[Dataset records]

_ _ _ _

//! Stored file models and DTOs.

use filehub_core::types::{DbId, Timestamp};
use serde::{Deserialize, Serialize};
use sqlx::FromRow;

/// A row from the `files` table, without the binary payload.
#[derive(Debug, Clone, FromRow, Serialize)]
pub struct FileSummary {
    pub id: DbId,
    pub filename: String,
    pub original_name: String,
    pub content_type: String,
    pub size_bytes: i64,
    pub uploaded_by: String,
    pub uploaded_at: Timestamp,
    pub is_text: bool,
}

/// Text content of a file, fetched for editing.
#[derive(Debug, Clone, FromRow, Serialize)]
pub struct FileContent {
    pub id: DbId,
    pub filename: String,
    pub is_text: bool,
    pub content: Option<String>,
}

/// Binary payload of a file, fetched for download.
#[derive(Debug, Clone, FromRow)]
pub struct FileBlob {
    pub filename: String,
    pub content_type: String,
    pub data: Option<Vec<u8>>,
}

/// DTO for inserting a newly uploaded file.
#[derive(Debug, Clone, Deserialize)]
pub struct CreateFile {
    pub filename: String,
    pub original_name: String,
    pub content_type: String,
    pub size_bytes: i64,
    pub uploaded_by: String,
    pub is_text: bool,
    pub content: Option<String>,
    pub data: Option<Vec<u8>>,
}
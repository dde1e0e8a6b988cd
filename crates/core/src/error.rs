//! The lock error taxonomy.
//!
//! Every coordinator failure is one of these typed variants; store-level
//! precondition failures are always translated before they reach a caller.

use crate::locking::{LockKind, LockOwner};

#[derive(Debug, thiserror::Error)]
pub enum LockError {
    /// The file is locked by a different owner. Recoverable: the caller may
    /// retry later; no queueing or waiting is provided.
    #[error("file {file_id} is locked ({kind}) by {}", holder.display_name)]
    HeldByOther {
        file_id: String,
        holder: LockOwner,
        kind: LockKind,
    },

    /// The caller does not hold the read lock required for an upgrade.
    #[error("caller does not hold a read lock on file {0}")]
    NotLockHolder(String),

    /// Release was attempted by an identity that is neither the owner nor
    /// an administrator.
    #[error("lock on file {file_id} belongs to {}", holder.display_name)]
    NotAllowed {
        file_id: String,
        holder: LockOwner,
    },

    /// Other read locks on the same file were observed during an upgrade.
    /// Transient: the caller may retry.
    #[error("{} concurrent reader(s) on file {file_id}", readers.len())]
    ConcurrentReaders {
        file_id: String,
        readers: Vec<LockOwner>,
    },

    /// The read→write compare-and-set lost a race. Transient: retryable.
    #[error("upgrade of file {0} raced a concurrent lock change")]
    UpgradeRaced(String),

    /// The target partition is not running.
    #[error("partition {0} is offline")]
    PartitionOffline(String),

    /// A content change was attempted without a current write lock.
    #[error("no write lock held on file {0}")]
    EditDenied(String),

    /// Malformed input (empty file id, unknown lock kind, ...).
    #[error("validation failed: {0}")]
    Validation(String),
}

impl LockError {
    /// Stable machine-readable code, used by HTTP bodies and WebSocket
    /// error events.
    pub fn code(&self) -> &'static str {
        match self {
            LockError::HeldByOther { .. } => "LOCK_HELD_BY_OTHER",
            LockError::NotLockHolder(_) => "NOT_LOCK_HOLDER",
            LockError::NotAllowed { .. } => "NOT_ALLOWED",
            LockError::ConcurrentReaders { .. } => "CONCURRENT_READERS",
            LockError::UpgradeRaced(_) => "UPGRADE_RACED",
            LockError::PartitionOffline(_) => "PARTITION_OFFLINE",
            LockError::EditDenied(_) => "EDIT_DENIED",
            LockError::Validation(_) => "VALIDATION_ERROR",
        }
    }
}
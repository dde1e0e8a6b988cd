//! Periodic cleanup of expired lock leases.
//!
//! A client that crashes without a WebSocket disconnect (or a REST caller
//! that never releases) leaves its lock row behind; the lease bounds how
//! long such a row can block other collaborators. Runs on a fixed interval
//! using `tokio::time::interval`.

use std::sync::Arc;
use std::time::Duration;

use tokio_util::sync::CancellationToken;

use filehub_core::locking::LOCK_SWEEP_INTERVAL_SECS;

use crate::coordinator::LockCoordinator;

/// Run the expired-lock sweep loop until `cancel` is triggered.
pub async fn run(coordinator: Arc<LockCoordinator>, cancel: CancellationToken) {
    tracing::info!(
        interval_secs = LOCK_SWEEP_INTERVAL_SECS,
        "Lock sweeper started"
    );

    let mut interval = tokio::time::interval(Duration::from_secs(LOCK_SWEEP_INTERVAL_SECS));

    loop {
        tokio::select! {
            _ = cancel.cancelled() => {
                tracing::info!("Lock sweeper stopping");
                break;
            }
            _ = interval.tick() => {
                match coordinator.sweep_expired().await {
                    Ok(swept) => {
                        if swept > 0 {
                            tracing::info!(swept, "Lock sweeper: removed expired leases");
                        } else {
                            tracing::debug!("Lock sweeper: nothing to remove");
                        }
                    }
                    Err(e) => {
                        tracing::error!(error = %e, "Lock sweeper: sweep failed");
                    }
                }
            }
        }
    }
}
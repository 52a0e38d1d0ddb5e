//! Perspective transform from four calibration points.
//!
//! The homography `H` maps camera pixels onto a square "bird's-eye" canvas:
//! `x' ~ H x`. Four correspondences determine `H` exactly, so it is solved
//! directly from the 8x8 linear system rather than by least squares.

use nalgebra::{Matrix3, SMatrix, SVector, Vector3};

use super::frame::{Frame, BLACK};
use crate::config::schema::{CalibrationCorners, Point, Resolution};
use crate::utils::error::{AppError, AppResult};

/// Side of the square canvas the whiteboard is flattened onto
pub const DEFAULT_SQUARE_SIZE: u32 = 1000;

/// A projective transform together with its inverse
#[derive(Debug, Clone, PartialEq)]
pub struct Homography {
    matrix: Matrix3<f64>,
    inverse: Matrix3<f64>,
}

impl Homography {
    /// Solve `H` from four exact correspondences `src[i] -> dst[i]`.
    ///
    /// Returns `None` when the system is singular.
    pub fn from_correspondences(src: &[[f64; 2]; 4], dst: &[[f64; 2]; 4]) -> Option<Self> {
        let mut a = SMatrix::<f64, 8, 8>::zeros();
        let mut b = SVector::<f64, 8>::zeros();

        for i in 0..4 {
            let [x, y] = src[i];
            let [u, v] = dst[i];
            let r0 = 2 * i;
            let r1 = 2 * i + 1;

            a[(r0, 0)] = x;
            a[(r0, 1)] = y;
            a[(r0, 2)] = 1.0;
            a[(r0, 6)] = -x * u;
            a[(r0, 7)] = -y * u;
            b[r0] = u;

            a[(r1, 3)] = x;
            a[(r1, 4)] = y;
            a[(r1, 5)] = 1.0;
            a[(r1, 6)] = -x * v;
            a[(r1, 7)] = -y * v;
            b[r1] = v;
        }

        let h = a.lu().solve(&b)?;
        if h.iter().any(|value| !value.is_finite()) {
            return None;
        }

        let matrix = Matrix3::new(h[0], h[1], h[2], h[3], h[4], h[5], h[6], h[7], 1.0);
        let inverse = matrix.try_inverse()?;
        Some(Self { matrix, inverse })
    }

    /// `computeTransform`: map the stored corners onto a `square_size`
    /// square. The corners are validated and put into perimeter order first.
    pub fn from_corners(corners: &CalibrationCorners, square_size: u32) -> AppResult<Self> {
        validate_corners(corners)?;

        let src = corners.solver_order().map(|p| [p.x as f64, p.y as f64]);
        let s = square_size as f64;
        let dst = [[0.0, 0.0], [s, 0.0], [s, s], [0.0, s]];

        Self::from_correspondences(&src, &dst).ok_or_else(|| {
            AppError::CalibrationInvalid(format!(
                "no perspective transform exists for corners {:?}",
                corners.points()
            ))
        })
    }

    pub fn matrix(&self) -> &Matrix3<f64> {
        &self.matrix
    }

    /// Map a source pixel to the destination canvas
    pub fn project(&self, x: f64, y: f64) -> Option<(f64, f64)> {
        apply(&self.matrix, x, y)
    }

    /// Map a destination pixel back into the source frame
    pub fn unproject(&self, x: f64, y: f64) -> Option<(f64, f64)> {
        apply(&self.inverse, x, y)
    }

    /// Warp `frame` onto a `width` x `height` canvas. Canvas pixels that map
    /// outside the source are black.
    pub fn warp(&self, frame: &Frame, width: u32, height: u32) -> Frame {
        let mut out = Frame::new(width, height);
        for y in 0..height {
            for x in 0..width {
                let color = self
                    .unproject(x as f64, y as f64)
                    .and_then(|(sx, sy)| frame.sample_bilinear(sx, sy))
                    .unwrap_or(BLACK);
                out.put_pixel(x as i64, y as i64, color);
            }
        }
        out
    }
}

fn apply(m: &Matrix3<f64>, x: f64, y: f64) -> Option<(f64, f64)> {
    let p = m * Vector3::new(x, y, 1.0);
    if p.z.abs() < f64::EPSILON {
        return None;
    }
    Some((p.x / p.z, p.y / p.z))
}

/// `applyTransform`: flatten `frame` onto the square canvas, then resize to
/// the device's output resolution.
pub fn apply_transform(
    frame: &Frame,
    homography: &Homography,
    square_size: u32,
    output: Resolution,
) -> Frame {
    homography
        .warp(frame, square_size, square_size)
        .resize_area(output.width, output.height)
}

/// Reject corner sets no homography should be built from: coincident
/// points, three collinear points, or a self-intersecting quadrilateral.
pub fn validate_corners(corners: &CalibrationCorners) -> AppResult<()> {
    let quad = corners.solver_order();

    for i in 0..4 {
        for j in (i + 1)..4 {
            if quad[i] == quad[j] {
                return Err(AppError::CalibrationInvalid(format!(
                    "corners {:?} and {:?} coincide",
                    quad[i], quad[j]
                )));
            }
        }
    }

    for skip in 0..4 {
        let tri: Vec<Point> = (0..4).filter(|i| *i != skip).map(|i| quad[i]).collect();
        if cross(tri[0], tri[1], tri[2]) == 0 {
            return Err(AppError::CalibrationInvalid(format!(
                "corners {:?}, {:?} and {:?} are collinear",
                tri[0], tri[1], tri[2]
            )));
        }
    }

    if segments_cross(quad[0], quad[1], quad[2], quad[3])
        || segments_cross(quad[1], quad[2], quad[3], quad[0])
    {
        return Err(AppError::CalibrationInvalid(format!(
            "corners {:?} form a self-intersecting quadrilateral",
            corners.points()
        )));
    }

    Ok(())
}

/// Twice the signed area of triangle `abc`, exact on integer pixels
fn cross(a: Point, b: Point, c: Point) -> i64 {
    let (ax, ay) = (a.x as i64, a.y as i64);
    let (bx, by) = (b.x as i64, b.y as i64);
    let (cx, cy) = (c.x as i64, c.y as i64);
    (bx - ax) * (cy - ay) - (by - ay) * (cx - ax)
}

/// Proper intersection of segments `ab` and `cd`
fn segments_cross(a: Point, b: Point, c: Point, d: Point) -> bool {
    let d1 = cross(a, b, c).signum();
    let d2 = cross(a, b, d).signum();
    let d3 = cross(c, d, a).signum();
    let d4 = cross(c, d, b).signum();
    d1 * d2 < 0 && d3 * d4 < 0
}

#[cfg(test)]
mod tests {
    use super::*;

    fn corners(points: [(i32, i32); 4]) -> CalibrationCorners {
        CalibrationCorners::new(points.map(|(x, y)| Point::new(x, y)))
    }

    fn assert_close(actual: (f64, f64), expected: (f64, f64)) {
        assert!(
            (actual.0 - expected.0).abs() < 1e-4 && (actual.1 - expected.1).abs() < 1e-4,
            "expected {:?}, got {:?}",
            expected,
            actual
        );
    }

    #[test]
    fn test_corners_map_to_square() {
        // Reading order: top-left, top-right, bottom-left, bottom-right
        let c = corners([(212, 95), (1710, 130), (160, 1004), (1805, 990)]);
        let h = Homography::from_corners(&c, DEFAULT_SQUARE_SIZE).unwrap();

        let s = DEFAULT_SQUARE_SIZE as f64;
        assert_close(h.project(212.0, 95.0).unwrap(), (0.0, 0.0));
        assert_close(h.project(1710.0, 130.0).unwrap(), (s, 0.0));
        assert_close(h.project(1805.0, 990.0).unwrap(), (s, s));
        assert_close(h.project(160.0, 1004.0).unwrap(), (0.0, s));
    }

    #[test]
    fn test_unproject_inverts_project() {
        let c = corners([(10, 20), (300, 5), (40, 280), (310, 260)]);
        let h = Homography::from_corners(&c, 500).unwrap();

        let (u, v) = h.project(123.0, 77.0).unwrap();
        assert_close(h.unproject(u, v).unwrap(), (123.0, 77.0));
    }

    #[test]
    fn test_identity_square() {
        let c = corners([(0, 0), (100, 0), (0, 100), (100, 100)]);
        let h = Homography::from_corners(&c, 100).unwrap();
        let m = h.matrix();
        assert!((m - Matrix3::identity()).abs().max() < 1e-9);
    }

    #[test]
    fn test_skipping_reorder_would_twist_the_quad() {
        // Perimeter order handed in as if it were storage order
        let c = corners([(0, 0), (100, 0), (100, 100), (0, 100)]);
        assert!(matches!(
            Homography::from_corners(&c, 100),
            Err(AppError::CalibrationInvalid(_))
        ));
    }

    #[test]
    fn test_rejects_collinear_points() {
        let c = corners([(0, 0), (50, 0), (0, 100), (100, 0)]);
        assert!(matches!(
            validate_corners(&c),
            Err(AppError::CalibrationInvalid(_))
        ));
    }

    #[test]
    fn test_rejects_default_zero_corners() {
        assert!(matches!(
            Homography::from_corners(&CalibrationCorners::default(), 1000),
            Err(AppError::CalibrationInvalid(_))
        ));
    }

    #[test]
    fn test_apply_transform_output_size_and_content() {
        // Left half red, right half green
        let mut frame = Frame::new(40, 40);
        for y in 0..40 {
            for x in 0..40 {
                let color = if x < 20 { [255, 0, 0, 255] } else { [0, 255, 0, 255] };
                frame.put_pixel(x, y, color);
            }
        }

        let c = corners([(0, 0), (39, 0), (0, 39), (39, 39)]);
        let h = Homography::from_corners(&c, 100).unwrap();
        let out = apply_transform(&frame, &h, 100, Resolution::new(64, 48));

        assert_eq!(out.width(), 64);
        assert_eq!(out.height(), 48);
        assert_eq!(out.pixel(5, 24).unwrap(), [255, 0, 0, 255]);
        assert_eq!(out.pixel(58, 24).unwrap(), [0, 255, 0, 255]);
    }
}
//! Shared utilities

pub mod error;

pub use error::{AppError, AppResult, ErrorResponse};
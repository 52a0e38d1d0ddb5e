//! Recording sessions
//!
//! The supervisor starts one capture process per enabled camera and stops
//! them together; the state types track the single live session.

pub mod state;
pub mod supervisor;

pub use state::{ChildStopOutcome, RecorderState, RecordingSession, RecordingStatus, StopReport};
pub use supervisor::CaptureSupervisor;
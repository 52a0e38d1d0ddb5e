//! Capture supervisor
//!
//! Launches one capture process per enabled device and runs the stop
//! protocol across all of them.

use std::fs;
use std::io::ErrorKind;
use std::sync::Arc;
use std::time::Duration;
use tokio::task::JoinSet;

use super::state::{ChildStopOutcome, RecordingSession, StopReport};
use crate::capture::{build_capture_command, CaptureBackend, CaptureProcess, Platform};
use crate::config::{Config, JobPaths};
use crate::utils::error::{AppError, AppResult};

/// Owns the capture backend and turns sessions on and off
pub struct CaptureSupervisor {
    backend: Arc<dyn CaptureBackend>,
    platform: Platform,
}

impl CaptureSupervisor {
    pub fn new(backend: Arc<dyn CaptureBackend>, platform: Platform) -> Self {
        Self { backend, platform }
    }

    /// Start capturing every enabled device into `paths.directory()`.
    ///
    /// Stale artifacts from an earlier aborted session are removed first. If
    /// any device fails to start, the processes already running are stopped
    /// and the session is not created.
    pub async fn start_session(&self, config: &Config, paths: &JobPaths) -> AppResult<RecordingSession> {
        fs::create_dir_all(paths.directory())?;
        clear_artifacts(config, paths)?;

        let mut processes: Vec<Box<dyn CaptureProcess>> = Vec::new();

        for slot in config.enabled_slots() {
            let device = config.device(slot);

            if device.focus.is_some() {
                if let Err(e) = self.backend.apply_focus(device).await {
                    tracing::warn!("Failed to set focus for {}: {:#}", slot, e);
                }
            }

            let output = paths.raw_video(config, slot);
            let command = build_capture_command(self.platform, slot, device, &config.audio, &output);

            match self.backend.spawn(&command).await {
                Ok(process) => processes.push(process),
                Err(e) => {
                    tracing::error!("Failed to start capture for {}: {:#}", slot, e);
                    let partial = RecordingSession::new(paths.directory(), processes);
                    self.stop_session(partial, Duration::ZERO).await;
                    return Err(AppError::DeviceUnavailable(format!(
                        "{} ({}): {:#}",
                        slot,
                        device.device_name(),
                        e
                    )));
                }
            }
        }

        let session = RecordingSession::new(paths.directory(), processes);
        tracing::info!(
            "Recording session started in {:?} for {:?}",
            session.directory(),
            session.slots()
        );
        Ok(session)
    }

    /// Ask every process to stop, wait `grace`, then kill whatever is left.
    ///
    /// Processes are stopped concurrently and independently; a failure on
    /// one never prevents stopping the others.
    pub async fn stop_session(&self, session: RecordingSession, grace: Duration) -> StopReport {
        tracing::info!("Stopping recording session in {:?}", session.directory());

        let mut tasks = JoinSet::new();
        for process in session.into_processes() {
            tasks.spawn(stop_process(process, grace));
        }

        let mut report = StopReport::default();
        while let Some(joined) = tasks.join_next().await {
            match joined {
                Ok(outcome) => report.outcomes.push(outcome),
                Err(e) => tracing::error!("Stop task failed: {}", e),
            }
        }
        report.outcomes.sort_by_key(|o| o.slot);

        tracing::info!("Recording session stopped: {:?}", report.outcomes);
        report
    }
}

async fn stop_process(mut process: Box<dyn CaptureProcess>, grace: Duration) -> ChildStopOutcome {
    let slot = process.slot();
    let mut outcome = ChildStopOutcome {
        slot,
        graceful: false,
        killed: false,
        errors: Vec::new(),
    };

    if let Err(e) = process.request_stop().await {
        tracing::warn!("Graceful stop of {} failed: {:#}", slot, e);
        outcome.errors.push(format!("graceful stop: {:#}", e));
    }

    tokio::time::sleep(grace).await;

    let running = match process.is_running().await {
        Ok(running) => running,
        Err(e) => {
            tracing::warn!("Could not query {} capture process: {:#}", slot, e);
            outcome.errors.push(format!("status: {:#}", e));
            true
        }
    };

    if !running {
        outcome.graceful = true;
        return outcome;
    }

    match process.kill().await {
        Ok(()) => {
            tracing::warn!("Capture process for {} did not exit in {:?}, killed", slot, grace);
            outcome.killed = true;
        }
        Err(e) => {
            tracing::error!("Failed to kill capture process for {}: {:#}", slot, e);
            outcome.errors.push(format!("kill: {:#}", e));
        }
    }
    outcome
}

/// Remove files a previous session may have left in the job directory.
/// Files that are already gone are fine.
fn clear_artifacts(config: &Config, paths: &JobPaths) -> AppResult<()> {
    for file in paths.artifacts(config) {
        match fs::remove_file(&file) {
            Ok(()) => tracing::debug!("Removed stale artifact {:?}", file),
            Err(e) if e.kind() == ErrorKind::NotFound => {}
            Err(e) => return Err(e.into()),
        }
    }
    Ok(())
}

#[cfg(test)]
mod tests {
    use super::*;
    use crate::config::DeviceSlot;
    use crate::test_support::FakeCaptureBackend;
    use tempfile::tempdir;

    fn two_devices(root: &std::path::Path) -> Config {
        let mut config = Config::default();
        config.files.recording_directory = root.to_path_buf();
        config.video1.enabled = true;
        config.video1.video_device.name = "/dev/video1".to_string();
        config
    }

    #[tokio::test]
    async fn test_start_clears_stale_artifacts_and_spawns_per_device() {
        let dir = tempdir().unwrap();
        let config = two_devices(dir.path());
        let paths = JobPaths::for_job(&config, "job");
        fs::create_dir_all(paths.directory()).unwrap();
        fs::write(paths.output(&config), b"old").unwrap();
        fs::write(paths.audio(&config), b"old").unwrap();

        let backend = FakeCaptureBackend::new();
        let supervisor = CaptureSupervisor::new(Arc::new(backend.clone()), Platform::Linux);
        let session = supervisor.start_session(&config, &paths).await.unwrap();

        assert!(!paths.output(&config).exists());
        assert!(!paths.audio(&config).exists());
        assert_eq!(session.slots(), vec![DeviceSlot::Video0, DeviceSlot::Video1]);

        let spawned = backend.spawned();
        assert_eq!(spawned.len(), 2);
        assert_eq!(spawned[1].output, paths.raw_video(&config, DeviceSlot::Video1));
        assert!(spawned[1].args.contains(&"/dev/video1".to_string()));
    }

    #[tokio::test]
    async fn test_spawn_failure_stops_started_processes() {
        let dir = tempdir().unwrap();
        let config = two_devices(dir.path());
        let paths = JobPaths::for_job(&config, "job");

        let backend = FakeCaptureBackend::new().fail_spawn_for(DeviceSlot::Video1);
        let supervisor = CaptureSupervisor::new(Arc::new(backend.clone()), Platform::Linux);
        let result = supervisor.start_session(&config, &paths).await;

        assert!(matches!(result, Err(AppError::DeviceUnavailable(_))));
        assert_eq!(backend.events(), vec!["stop video0".to_string()]);
    }

    #[tokio::test]
    async fn test_focus_failure_is_tolerated() {
        let dir = tempdir().unwrap();
        let mut config = two_devices(dir.path());
        config.video0.focus = Some(-1);
        let paths = JobPaths::for_job(&config, "job");

        let backend = FakeCaptureBackend::new().fail_focus();
        let supervisor = CaptureSupervisor::new(Arc::new(backend.clone()), Platform::Linux);
        let session = supervisor.start_session(&config, &paths).await.unwrap();

        assert_eq!(backend.focused(), vec!["/dev/video0".to_string()]);
        assert_eq!(session.slots().len(), 2);
    }

    #[tokio::test]
    async fn test_stop_is_best_effort_across_devices() {
        let dir = tempdir().unwrap();
        let config = two_devices(dir.path());
        let paths = JobPaths::for_job(&config, "job");

        // video0 rejects the stop request and keeps running; video1 behaves
        let backend = FakeCaptureBackend::new()
            .fail_stop_for(DeviceSlot::Video0)
            .ignore_stop_for(DeviceSlot::Video0);
        let supervisor = CaptureSupervisor::new(Arc::new(backend.clone()), Platform::Linux);
        let session = supervisor.start_session(&config, &paths).await.unwrap();

        let report = supervisor
            .stop_session(session, Duration::from_millis(10))
            .await;

        let first = report.outcome(DeviceSlot::Video0).unwrap();
        assert!(!first.graceful);
        assert!(first.killed);
        assert_eq!(first.errors.len(), 1);

        let second = report.outcome(DeviceSlot::Video1).unwrap();
        assert!(second.graceful);
        assert!(!second.killed);

        let events = backend.events();
        assert!(events.contains(&"kill video0".to_string()));
        assert!(!events.contains(&"kill video1".to_string()));
    }
}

_ _ _ _

**Requirement**
Write out exactly the lines above between the line with "let h = Homography::from_corners(&c, 500).unwrap();" and the line with "let color = if", inclusive, and nothing beyond them.

**Completed task**
        let h = Homography::from_corners(&c, 500).unwrap();

        let (u, v) = h.project(123.0, 77.0).unwrap();
        assert_close(h.unproject(u, v).unwrap(), (123.0, 77.0));
    }

    #[test]
    fn test_identity_square() {
        let c = corners([(0, 0), (100, 0), (0, 100), (100, 100)]);
        let h = Homography::from_corners(&c, 100).unwrap();
        let m = h.matrix();
        assert!((m - Matrix3::identity()).abs().max() < 1e-9);
    }

    #[test]
    fn test_skipping_reorder_would_twist_the_quad() {
        // Perimeter order handed in as if it were storage order
        let c = corners([(0, 0), (100, 0), (100, 100), (0, 100)]);
        assert!(matches!(
            Homography::from_corners(&c, 100),
            Err(AppError::CalibrationInvalid(_))
        ));
    }

    #[test]
    fn test_rejects_collinear_points() {
        let c = corners([(0, 0), (50, 0), (0, 100), (100, 0)]);
        assert!(matches!(
            validate_corners(&c),
            Err(AppError::CalibrationInvalid(_))
        ));
    }

    #[test]
    fn test_rejects_default_zero_corners() {
        assert!(matches!(
            Homography::from_corners(&CalibrationCorners::default(), 1000),
            Err(AppError::CalibrationInvalid(_))
        ));
    }

    #[test]
    fn test_apply_transform_output_size_and_content() {
        // Left half red, right half green
        let mut frame = Frame::new(40, 40);
        for y in 0..40 {
            for x in 0..40 {
                let color = if x < 20 { [255, 0, 0, 255] } else { [0, 255, 0, 255] };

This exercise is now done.